Stéphane Richard a présenté ce mercredi ses vœux à la presse lors d'une conférence sur le site du futur siège d'Orange à Issy-les Moulineaux. Le PDG du leader français des télécoms a suivi avec attention les piques de nombreux maires, qui tirent à boulet rouge depuis plusieurs semaines sur la qualité de service du réseau cuivre. Aux dires des élus locaux et de plusieurs parlementaires, celui-ci s'est largement dégradé. Des problèmes et dysfonctionnements privent ainsi, déplorent-ils, leurs administrés de téléphone et d'ADSL pendant parfois de longues semaines. La grogne est telle que 215 élus ruraux se sont fendus, mi-décembre, d'une tribune au vitriol dans le JDD, accusant l'opérateur historique de délaisser ce réseau dont il a la charge. Il y a deux semaines, le gouvernement s'est emparé du sujet : Cédric O, le ministre en charge des télécoms, a confié à la députée LREM Célia de Lavergne une « mission flash » pour préciser ces dysfonctionnements et faire des propositions à l'exécutif.

Cette volée de bois vert a irrité Stéphane Richard. D'après lui, ces remontrances sont « excessives ». Et s'il ne nie pas qu'il existe « des coupures qui ne sont pas réparées suffisamment vite », il les qualifie de « marginales ». Surtout, « elles ne doivent pas masquer que sur un plan national, le réseau cuivre fait l'objet d'une attention et d'une allocation de moyens et de ressources considérable de la part d'Orange ». Pour convaincre, le PDG s'est armé d'une batteries de chiffres. En 2019, l'opérateur historique a effectué 15 millions d'opérations de maintenance pour réparer divers incidents, a souligné le dirigeant. Il rappelle qu'en 2018, un programme sur la qualité de service de la boucle locale cuivre a été initié. Il faut dire qu'à l'époque, l'Arcep, le gendarme des télécoms, avait remonté les bretelles de l'opérateur, jugeant que son réseau s'était trop dégradé. Reste que 2020, Orange a recruté 220 techniciens supplémentaires pour l'entretenir. En 2021, il compte encore se renforcer avec 120 collaborateurs supplémentaires. Stéphane Richard a rappelé que le groupe consacre 500 millions d'euros par an à l'entretien de ce réseau. « Personne ne peut nous reprocher de ne pas accorder l'attention que cette infrastructure mérite », a-t-il jugé.

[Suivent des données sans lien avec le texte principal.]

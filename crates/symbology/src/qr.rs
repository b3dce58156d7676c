//! QR code encoder, backed by the `qrcode` crate.

use image::GrayImage;
use qrcode::QrCode;

use crate::render::{render_modules, ModuleMatrix};
use crate::{Result, Symbology, SymbologyError, ValidationError};

/// Quiet zone in modules on each side of the symbol.
const QUIET_MODULES: u32 = 4;

fn to_matrix(code: &QrCode) -> ModuleMatrix {
    let size = code.width() as u32;
    let modules = code.to_colors();
    let mut matrix = ModuleMatrix::new(size, size);
    for (i, color) in modules.iter().enumerate() {
        let x = i as u32 % size;
        let y = i as u32 / size;
        matrix.set(x, y, *color == qrcode::Color::Dark);
    }
    matrix
}

/// Encode a payload as a QR raster of the requested size.
pub fn encode(payload: &str, width_px: u32, height_px: u32) -> Result<GrayImage> {
    if payload.is_empty() {
        return Err(ValidationError::EmptyPayload.into());
    }
    let code = QrCode::new(payload.as_bytes()).map_err(|e| SymbologyError::Encoding {
        kind: Symbology::QrCode,
        reason: e.to_string(),
    })?;
    let matrix = to_matrix(&code);
    Ok(render_modules(&matrix, QUIET_MODULES, width_px, height_px)?)
}

#[cfg(test)]
mod tests {
    use super::*;

    #[test]
    fn encode_produces_requested_size() {
        let img = encode("https://example.com", 200, 200).unwrap();
        assert_eq!(img.dimensions(), (200, 200));
    }

    #[test]
    fn quiet_zone_border_stays_white() {
        let img = encode("test", 120, 120).unwrap();
        for i in 0..120 {
            assert_eq!(img.get_pixel(i, 0).0[0], 255);
            assert_eq!(img.get_pixel(0, i).0[0], 255);
        }
    }

    #[test]
    fn finder_pattern_is_present() {
        // Version 1 payload -> 21 modules + 8 quiet = 29; at 116px scale = 4.
        let img = encode("test", 116, 116).unwrap();
        let x0 = (116 - 21 * 4) / 2;
        // top-left finder corner module is dark
        assert_eq!(img.get_pixel(x0, x0).0[0], 0);
    }

    #[test]
    fn size_below_module_count_is_rejected() {
        let err = encode("test", 20, 20).unwrap_err();
        assert!(matches!(
            err,
            SymbologyError::Validation(crate::ValidationError::SizeTooSmall { .. })
        ));
    }

    #[test]
    fn deterministic_output() {
        let a = encode("deterministic", 150, 150).unwrap();
        let b = encode("deterministic", 150, 150).unwrap();
        assert_eq!(a.as_raw(), b.as_raw());
    }
}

« L'équation économique est impossible »

Remonté, Stéphane Richard a également ajouté que « l'équation économique » concernant l'entretien du réseau cuivre était tout bonnement « impossible ». Pourquoi ? Parce qu'« Orange supporte seul la charge de l'entretien de ce réseau, alors qu'au même moment, on lui demande de mettre le paquet sur la fibre », argue-t-il. En parallèle, il est vrai que les revenus d'Orange sur le réseau cuivre baissent à mesure que les consommateurs troquent leur vieil ADSL pour la fibre. « Le bouclage économique de tout ça tient dans un paramètre qui repose pour l'essentiel sur le prix du dégroupage », a insisté Stéphane Richard. Régulé par l'Arcep, il s'agit du prix payé, à la ligne, par les opérateurs alternatifs SFR, Bouygues Telecom et Free pour vendre leurs abonnements ADSL.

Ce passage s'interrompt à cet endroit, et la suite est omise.